Other Latest Jules Nasso article

December 20, 2002


MOVIES
On the edges of influence in Hollywood
Yes, he's under federal indictment, but what really steams Jules Nasso is the suggestion that he's not a player.

By Paul Lieberman, Times Staff Writer


Julius R. Nasso has been waiting six months for this trip down Wilshire Boulevard and he is determined to make it in style, with a diamond pin as the top button of his white shirt and a limo decorated with twinkle lights. And an entourage, of course.
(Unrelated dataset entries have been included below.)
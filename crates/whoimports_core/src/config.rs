//! Alias configuration: import maps and tsconfig path mappings.
//!
//! Both files are looked up directly under the scan root, never recursively
//! and never in parent directories. Loading distinguishes three outcomes:
//! the file is absent (`Ok(None)`), the file is valid (`Ok(Some(..))`, possibly
//! empty), or the file is malformed (`Err(ScanError::ParseConfig)`).

use anyhow::{Result as AnyResult, anyhow};
use indexmap::IndexMap;
use log::{debug, trace};
use path_clean::PathClean;
use serde::Deserialize;
use std::{
    env, fs, io,
    path::{Path, PathBuf},
};

use crate::{
    constants::{IMPORT_MAP_FILE, TSCONFIG_FILE},
    error::{Result, ScanError},
    reporter::{Reporter, ScanWarning},
};

/// Walks up from the current directory looking for a `.git` directory.
pub fn find_git_root() -> AnyResult<PathBuf> {
    find_git_root_from(&env::current_dir()?)
}

pub fn find_git_root_from(start: &Path) -> AnyResult<PathBuf> {
    debug!("Searching for git root");
    let mut current_dir = start.to_path_buf();
    trace!("Starting search from: {:?}", current_dir);

    loop {
        let git_dir = current_dir.join(".git");
        trace!("Checking for .git at: {:?}", git_dir);
        if git_dir.exists() {
            debug!("Found git root at: {:?}", current_dir);
            return Ok(current_dir);
        }

        match current_dir.parent() {
            Some(parent) => current_dir = parent.to_path_buf(),
            None => {
                debug!("Could not find .git directory in any parent folder");
                return Err(anyhow!("Could not find .git directory in any parent folder"));
            }
        }
    }
}

/// An import map: specifiers (or specifier prefixes) mapped to paths.
///
/// Keys keep their declaration order, which is also the order prefix matching
/// tries them in.
#[derive(Debug, Clone, Default, PartialEq, Eq)]
pub struct AliasMap {
    imports: IndexMap<String, String>,
    /// Most specific scope first
    scopes: Vec<Scope>,
}

#[derive(Debug, Clone, PartialEq, Eq)]
struct Scope {
    dir: PathBuf,
    imports: IndexMap<String, String>,
}

impl AliasMap {
    pub fn new<I, K, V>(imports: I) -> Self
    where
        I: IntoIterator<Item = (K, V)>,
        K: Into<String>,
        V: Into<String>,
    {
        Self {
            imports: imports.into_iter().map(|(k, v)| (k.into(), v.into())).collect(),
            scopes: Vec::new(),
        }
    }

    /// Adds mappings that only apply to importers located under `dir`.
    pub fn with_scope<I, K, V>(mut self, dir: impl Into<PathBuf>, imports: I) -> Self
    where
        I: IntoIterator<Item = (K, V)>,
        K: Into<String>,
        V: Into<String>,
    {
        self.scopes.push(Scope {
            dir: dir.into(),
            imports: imports.into_iter().map(|(k, v)| (k.into(), v.into())).collect(),
        });
        // Stable sort keeps declaration order among equally deep scopes.
        self.scopes.sort_by_key(|s| std::cmp::Reverse(s.dir.components().count()));
        self
    }

    pub fn len(&self) -> usize {
        self.imports.len() + self.scopes.iter().map(|s| s.imports.len()).sum::<usize>()
    }

    pub fn is_empty(&self) -> bool {
        self.len() == 0
    }

    fn maps_for<'a>(
        &'a self,
        importer: &Path,
    ) -> impl Iterator<Item = &'a IndexMap<String, String>> {
        self.scopes
            .iter()
            .filter(move |s| importer.starts_with(&s.dir))
            .map(|s| &s.imports)
            .chain(std::iter::once(&self.imports))
    }

    /// Replacement for a specifier that appears verbatim as a key.
    pub(crate) fn exact(&self, importer: &Path, specifier: &str) -> Option<&str> {
        self.maps_for(importer).find_map(|m| m.get(specifier)).map(String::as_str)
    }

    /// Replacement with the unmatched suffix appended, for the first key that
    /// is a strict prefix of the specifier.
    pub(crate) fn prefix(&self, importer: &Path, specifier: &str) -> Option<(&str, String)> {
        self.maps_for(importer).find_map(|m| {
            m.iter().find_map(|(key, replacement)| {
                let rest = specifier.strip_prefix(key.as_str())?;
                if rest.is_empty() {
                    return None;
                }
                Some((key.as_str(), format!("{}{}", replacement, rest)))
            })
        })
    }
}

/// One `paths` entry from tsconfig, e.g. `"@components/*": ["src/components/*"]`.
#[derive(Debug, Clone, PartialEq, Eq)]
pub struct PathPattern {
    pub pattern: String,
    pub templates: Vec<String>,
}

impl PathPattern {
    /// The span of `specifier` covered by the pattern's wildcard, or `""` for
    /// an exact (wildcard-free) pattern.
    fn capture<'s>(&self, specifier: &'s str) -> Option<&'s str> {
        match self.pattern.split_once('*') {
            None => (self.pattern == specifier).then_some(""),
            Some((prefix, suffix)) => {
                if specifier.len() < prefix.len() + suffix.len() {
                    return None;
                }
                specifier.strip_prefix(prefix)?.strip_suffix(suffix)
            }
        }
    }
}

/// Path mappings from tsconfig `compilerOptions`.
#[derive(Debug, Clone, PartialEq, Eq)]
pub struct PathMapConfig {
    /// Absolute directory templates are resolved against
    pub base_dir: PathBuf,
    pub patterns: Vec<PathPattern>,
}

impl PathMapConfig {
    pub fn new<I, K>(base_dir: impl Into<PathBuf>, patterns: I) -> Self
    where
        I: IntoIterator<Item = (K, Vec<String>)>,
        K: Into<String>,
    {
        Self {
            base_dir: base_dir.into(),
            patterns: patterns
                .into_iter()
                .map(|(pattern, templates)| PathPattern { pattern: pattern.into(), templates })
                .collect(),
        }
    }

    pub fn is_empty(&self) -> bool {
        self.patterns.is_empty()
    }

    /// Substitutes the specifier into the first template of the first
    /// matching pattern.
    pub(crate) fn lookup(&self, specifier: &str) -> Option<String> {
        let (pattern, capture) =
            self.patterns.iter().find_map(|p| p.capture(specifier).map(|c| (p, c)))?;
        trace!("Specifier '{}' matched path pattern '{}'", specifier, pattern.pattern);
        let template = pattern.templates.first()?;
        Some(template.replacen('*', capture, 1))
    }
}

/// Both alias sources for one scan root.
#[derive(Debug, Clone, Default, PartialEq, Eq)]
pub struct AliasConfig {
    pub import_map: Option<AliasMap>,
    pub path_map: Option<PathMapConfig>,
}

impl AliasConfig {
    /// Loads both files, reporting malformed ones and carrying on without them.
    pub fn load(root: &Path, reporter: &dyn Reporter) -> Self {
        let import_map = load_import_map(root).unwrap_or_else(|e| {
            report_ignored(reporter, e);
            None
        });
        let path_map = load_path_map(root).unwrap_or_else(|e| {
            report_ignored(reporter, e);
            None
        });
        Self { import_map, path_map }
    }
}

fn report_ignored(reporter: &dyn Reporter, err: ScanError) {
    let path = match &err {
        ScanError::NotFound { path }
        | ScanError::Read { path, .. }
        | ScanError::ParseConfig { path, .. }
        | ScanError::InvalidTarget { path, .. } => path.clone(),
    };
    reporter.warn(ScanWarning::ConfigIgnored { path, error: err.to_string() });
}

#[derive(Debug, Deserialize)]
struct ImportMapFile {
    #[serde(default)]
    imports: IndexMap<String, String>,
    #[serde(default)]
    scopes: IndexMap<String, IndexMap<String, String>>,
}

#[derive(Debug, Deserialize)]
#[serde(rename_all = "camelCase")]
struct TsconfigFile {
    #[serde(default)]
    compiler_options: CompilerOptions,
}

#[derive(Debug, Default, Deserialize)]
#[serde(rename_all = "camelCase")]
struct CompilerOptions {
    base_url: Option<String>,
    #[serde(default)]
    paths: IndexMap<String, Vec<String>>,
}

fn read_optional(path: &Path) -> Result<Option<String>> {
    match fs::read_to_string(path) {
        Ok(content) => Ok(Some(content)),
        Err(e) if e.kind() == io::ErrorKind::NotFound => Ok(None),
        Err(e) => Err(ScanError::Read { path: path.to_path_buf(), source: e }),
    }
}

/// `path` made absolute against the current directory, then cleaned.
pub(crate) fn absolutize(path: &Path) -> Result<PathBuf> {
    if path.is_absolute() {
        return Ok(path.clean());
    }
    let cwd = env::current_dir().map_err(|e| ScanError::from_io(path, e))?;
    Ok(cwd.join(path).clean())
}

/// Reads `<root>/import_map.json`. Scope directories are stored absolute,
/// so a relative `root` is taken against the current directory.
pub fn load_import_map(root: &Path) -> Result<Option<AliasMap>> {
    let root = &absolutize(root)?;
    let path = root.join(IMPORT_MAP_FILE);
    debug!("Reading import map from {:?}", path);
    let Some(content) = read_optional(&path)? else {
        trace!("No import map at {:?}", path);
        return Ok(None);
    };

    let file: ImportMapFile = serde_json::from_str(&content)
        .map_err(|e| ScanError::ParseConfig { path: path.clone(), source: Box::new(e) })?;

    let mut map = AliasMap::new(file.imports);
    for (prefix, imports) in file.scopes {
        let rel = prefix.trim_start_matches("./").trim_start_matches('/');
        map = map.with_scope(root.join(rel).clean(), imports);
    }

    debug!("Loaded {} import map entries", map.len());
    Ok(Some(map))
}

/// Reads `compilerOptions.baseUrl` and `compilerOptions.paths` from
/// `<root>/tsconfig.json`.
pub fn load_path_map(root: &Path) -> Result<Option<PathMapConfig>> {
    let root = &absolutize(root)?;
    let path = root.join(TSCONFIG_FILE);
    debug!("Reading tsconfig paths from {:?}", path);
    let Some(content) = read_optional(&path)? else {
        trace!("No tsconfig at {:?}", path);
        return Ok(None);
    };

    let file = parse_tsconfig(&path, &content)?;

    let options = file.compiler_options;
    let base_dir = root.join(options.base_url.as_deref().unwrap_or(".")).clean();
    for (pattern, templates) in &options.paths {
        trace!("Found tsconfig path alias: '{}' -> {:?}", pattern, templates);
    }

    let config = PathMapConfig::new(base_dir, options.paths);
    debug!("Loaded {} tsconfig path patterns", config.patterns.len());
    Ok(Some(config))
}

/// Parses tsconfig text, which may carry comments and trailing commas.
///
/// Strict JSON is tried first; anything else goes through the JSON5 parser.
fn parse_tsconfig(path: &Path, content: &str) -> Result<TsconfigFile> {
    let value = match serde_json::from_str::<serde_json::Value>(content) {
        Ok(value) => value,
        Err(_) => {
            trace!("{:?} is not strict JSON, parsing as JSON5", path);
            json_five::from_str::<serde_json::Value>(content).map_err(|e| {
                ScanError::ParseConfig { path: path.to_path_buf(), source: Box::new(e) }
            })?
        }
    };
    serde_json::from_value(value)
        .map_err(|e| ScanError::ParseConfig { path: path.to_path_buf(), source: Box::new(e) })
}
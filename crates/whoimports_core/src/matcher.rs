use dashmap::DashMap;
use log::{debug, info, trace, warn};
use path_clean::PathClean;
use rayon::{ThreadPoolBuilder, prelude::*};
use std::{
    collections::BTreeMap,
    fs,
    path::{Component, Path, PathBuf},
};

use crate::{
    config::{AliasConfig, absolutize},
    error::{Result, ScanError, TargetKind},
    extractor::imports_for,
    reporter::{LogReporter, Reporter, ScanWarning},
    resolver::{Resolver, probe},
    types::{
        DirectoryImporters, FileImporters, ImportGroup, Importer, ResolvedImport, ScanOutcome,
    },
};

/// Finds the files that import a target file or directory.
///
/// The finder owns the scan root and its alias configuration. Candidate files
/// may be absolute or relative to the root; targets may be absolute or
/// relative to the current directory.
pub struct ImportFinder<'r> {
    root: PathBuf,
    aliases: AliasConfig,
    reporter: &'r dyn Reporter,
    concurrency: usize,
}

impl<'r> ImportFinder<'r> {
    /// Creates a finder for `root`, loading `import_map.json` and
    /// `tsconfig.json` from it. Malformed config files are reported and
    /// ignored.
    pub fn new(root: &Path, reporter: &'r dyn Reporter) -> Result<Self> {
        let root = absolutize(root)?;
        info!("Using root directory: {}", root.display());
        let aliases = AliasConfig::load(&root, reporter);
        Ok(Self { root, aliases, reporter, concurrency: 1 })
    }

    /// Creates a finder with an already loaded alias configuration.
    pub fn with_aliases(
        root: &Path,
        aliases: AliasConfig,
        reporter: &'r dyn Reporter,
    ) -> Result<Self> {
        Ok(Self { root: absolutize(root)?, aliases, reporter, concurrency: 1 })
    }

    /// Processes up to `limit` files at a time. `1` (the default) keeps the
    /// scan on the calling thread.
    pub fn with_concurrency(mut self, limit: usize) -> Self {
        self.concurrency = limit.max(1);
        self
    }

    pub fn root(&self) -> &Path {
        &self.root
    }

    pub fn aliases(&self) -> &AliasConfig {
        &self.aliases
    }

    /// Picks file or directory mode from what `target` is on disk.
    pub fn find<P: AsRef<Path>>(&self, target: &Path, files: &[P]) -> Result<ScanOutcome> {
        let abs = absolutize(target)?;
        if abs.is_dir() {
            self.find_directory_importers(target, files).map(ScanOutcome::Directory)
        } else {
            self.find_importers(target, files).map(ScanOutcome::File)
        }
    }

    /// Every import, in input order, that resolves exactly to the target file.
    pub fn find_importers<P: AsRef<Path>>(
        &self,
        target: &Path,
        files: &[P],
    ) -> Result<FileImporters> {
        let target = normalize_file_target(target)?;
        info!("Finding importers of {}", target.display());

        let candidates = self.candidates(files, |file| file == target);
        let imports = self.scan(&candidates, &|resolved| resolved == target);

        info!("Found {} imports of {}", imports.len(), target.display());
        Ok(FileImporters { target, root: self.root.clone(), imports })
    }

    /// Imports of any file inside the target directory, grouped by the
    /// referenced file.
    pub fn find_directory_importers<P: AsRef<Path>>(
        &self,
        target: &Path,
        files: &[P],
    ) -> Result<DirectoryImporters> {
        let target = normalize_directory_target(target)?;
        info!("Finding importers of files under {}", target.display());

        let candidates = self.candidates(files, |file| file.starts_with(&target));
        // The best-effort relative fallback may name files that do not exist.
        let imports = self.scan(&candidates, &|resolved| {
            resolved != target && resolved.starts_with(&target) && resolved.is_file()
        });

        let groups = group_by_referenced_file(&target, imports);
        info!("Found {} referenced files under {}", groups.len(), target.display());
        Ok(DirectoryImporters { target, root: self.root.clone(), groups })
    }

    /// Absolute candidate paths, minus the ones `is_target` rejects.
    fn candidates<P, F>(&self, files: &[P], is_target: F) -> Vec<PathBuf>
    where
        P: AsRef<Path>,
        F: Fn(&Path) -> bool,
    {
        files
            .iter()
            .map(|f| self.root.join(f.as_ref()).clean())
            .filter(|f| {
                let excluded = is_target(f);
                if excluded {
                    trace!("Excluding target from candidates: {}", f.display());
                }
                !excluded
            })
            .collect()
    }

    fn scan(
        &self,
        candidates: &[PathBuf],
        is_match: &(dyn Fn(&Path) -> bool + Sync),
    ) -> Vec<ResolvedImport> {
        let resolver = Resolver::from_config(&self.aliases);
        debug!("Scanning {} candidate files", candidates.len());

        if self.concurrency > 1 {
            match ThreadPoolBuilder::new().num_threads(self.concurrency).build() {
                Ok(pool) => {
                    // Keyed by input position so the merge is independent of
                    // worker scheduling.
                    let found: DashMap<usize, Vec<ResolvedImport>> = DashMap::new();
                    pool.install(|| {
                        candidates.par_iter().enumerate().for_each(|(idx, file)| {
                            let matches = self.process_file(&resolver, file, is_match);
                            if !matches.is_empty() {
                                found.insert(idx, matches);
                            }
                        });
                    });

                    let mut by_index: Vec<(usize, Vec<ResolvedImport>)> =
                        found.into_iter().collect();
                    by_index.sort_by_key(|(idx, _)| *idx);
                    return by_index.into_iter().flat_map(|(_, matches)| matches).collect();
                }
                Err(e) => {
                    warn!(
                        "Could not start {} worker threads, scanning sequentially: {}",
                        self.concurrency, e
                    );
                }
            }
        }

        candidates.iter().flat_map(|file| self.process_file(&resolver, file, is_match)).collect()
    }

    fn process_file(
        &self,
        resolver: &Resolver,
        file: &Path,
        is_match: &(dyn Fn(&Path) -> bool + Sync),
    ) -> Vec<ResolvedImport> {
        let imports = match imports_for(file) {
            Ok(imports) => imports,
            Err(e) => {
                self.reporter.warn(ScanWarning::FileSkipped {
                    path: file.to_path_buf(),
                    error: e.to_string(),
                });
                return Vec::new();
            }
        };

        imports
            .into_iter()
            .filter(|import| {
                if import.is_dynamic {
                    trace!("Ignoring dynamic import '{}' in {}", import.specifier, file.display());
                }
                !import.is_dynamic
            })
            .filter_map(|import| {
                let resolved = resolver.resolve(file, &import.specifier, self.reporter)?;
                if !is_match(&resolved) {
                    return None;
                }
                debug!(
                    "{}:{} imports '{}' -> {}",
                    file.display(),
                    import.line,
                    import.specifier,
                    resolved.display()
                );
                Some(ResolvedImport {
                    source_file: file.to_path_buf(),
                    import_specifier: import.specifier,
                    resolved_path: resolved,
                    line: import.line,
                })
            })
            .collect()
    }
}

/// Finds importers of a target file, logging warnings through `log`.
pub fn find_importers<T, P, R>(target: T, files: &[P], root: R) -> Result<FileImporters>
where
    T: AsRef<Path>,
    P: AsRef<Path>,
    R: AsRef<Path>,
{
    ImportFinder::new(root.as_ref(), &LogReporter)?.find_importers(target.as_ref(), files)
}

/// Finds importers of files under a target directory, logging warnings
/// through `log`.
pub fn find_directory_importers<T, P, R>(
    target: T,
    files: &[P],
    root: R,
) -> Result<DirectoryImporters>
where
    T: AsRef<Path>,
    P: AsRef<Path>,
    R: AsRef<Path>,
{
    ImportFinder::new(root.as_ref(), &LogReporter)?.find_directory_importers(target.as_ref(), files)
}

fn normalize_file_target(target: &Path) -> Result<PathBuf> {
    let abs = absolutize(target)?;
    match fs::metadata(&abs) {
        Ok(meta) if meta.is_dir() => {
            return Err(ScanError::InvalidTarget { path: abs, expected: TargetKind::File });
        }
        Ok(_) => return Ok(abs),
        Err(e) if e.kind() != std::io::ErrorKind::NotFound => {
            return Err(ScanError::from_io(abs, e));
        }
        Err(_) => {}
    }

    trace!("Target {} does not exist, trying extensions", abs.display());
    match probe(&abs) {
        Ok(Some(found)) => {
            debug!("Target {} resolved to {}", abs.display(), found.display());
            Ok(found)
        }
        Ok(None) => Err(ScanError::NotFound { path: abs }),
        Err(e) => Err(ScanError::from_io(abs, e)),
    }
}

fn normalize_directory_target(target: &Path) -> Result<PathBuf> {
    let abs = absolutize(target)?;
    match fs::metadata(&abs) {
        Ok(meta) if meta.is_dir() => Ok(abs),
        Ok(_) => Err(ScanError::InvalidTarget { path: abs, expected: TargetKind::Directory }),
        Err(e) => Err(ScanError::from_io(abs, e)),
    }
}

fn group_by_referenced_file(dir: &Path, imports: Vec<ResolvedImport>) -> Vec<ImportGroup> {
    let mut groups: BTreeMap<String, Vec<Importer>> = BTreeMap::new();
    for import in imports {
        let Ok(rel) = import.resolved_path.strip_prefix(dir) else {
            continue;
        };
        groups.entry(slash_path(rel)).or_default().push(Importer {
            source_file: import.source_file,
            import_specifier: import.import_specifier,
            line: import.line,
        });
    }

    groups
        .into_iter()
        .map(|(referenced_path, mut importers)| {
            importers.sort_by(|a, b| {
                a.source_file
                    .as_os_str()
                    .cmp(b.source_file.as_os_str())
                    .then(a.line.cmp(&b.line))
            });
            ImportGroup { referenced_path, importers }
        })
        .collect()
}

fn slash_path(path: &Path) -> String {
    path.components()
        .filter_map(|c| match c {
            Component::Normal(part) => Some(part.to_string_lossy()),
            _ => None,
        })
        .collect::<Vec<_>>()
        .join("/")
}
//! Constants for file extensions, config file names and scanner defaults.
//!
//! Resolution probes a fixed, ordered list of extensions. The collector accepts
//! a slightly wider set so that `.mts`/`.cts` files are still scanned as
//! importers even though they are never inferred as import targets.

/// File extensions for source files the collector hands to the matcher
pub const SOURCE_EXTENSIONS: &[&str] = &[
    "ts",  // TypeScript
    "tsx", // TypeScript with JSX
    "mts", // TypeScript module
    "cts", // TypeScript CommonJS
    "js",  // JavaScript
    "jsx", // JavaScript with JSX
    "mjs", // JavaScript module
    "cjs", // JavaScript CommonJS
];

/// Extensions to try when resolving module imports (in priority order)
pub const RESOLVE_EXTENSIONS: &[&str] = &["ts", "tsx", "js", "jsx", "mjs", "cjs"];

/// Index file names to try when resolving directory imports
pub const INDEX_FILES: &[&str] =
    &["index.ts", "index.tsx", "index.js", "index.jsx", "index.mjs", "index.cjs"];

/// Import map looked up directly under the scan root
pub const IMPORT_MAP_FILE: &str = "import_map.json";

/// Path-mapping config looked up directly under the scan root
pub const TSCONFIG_FILE: &str = "tsconfig.json";

/// Directories the collector never descends into
pub const DEFAULT_IGNORED_DIRS: &[&str] = &["node_modules", ".git", "dist", "build", "coverage"];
Here's who piles into the limo with him for the drive to the Academy of Motion Picture Arts and Sciences theater Tuesday night: Two of the bodyguards who have been watching over him since his attempted extortion indictment in New York. One of the lawyers waging Nasso's legal war with his old partner, the action star Steven Seagal, the same man Nasso is accused of trying to shake down. The former maitre d' from Spago. And the mandatory babe -- a young woman from Czechoslovakia well cast for the role of being escorted over a red carpet before 30 TV crews and dozens of still photographers. Most are there to get shots of Tom Cruise, who soon will be striding the carpet as one of the executive producers of the -low-budget but buzzed-about film "Narc."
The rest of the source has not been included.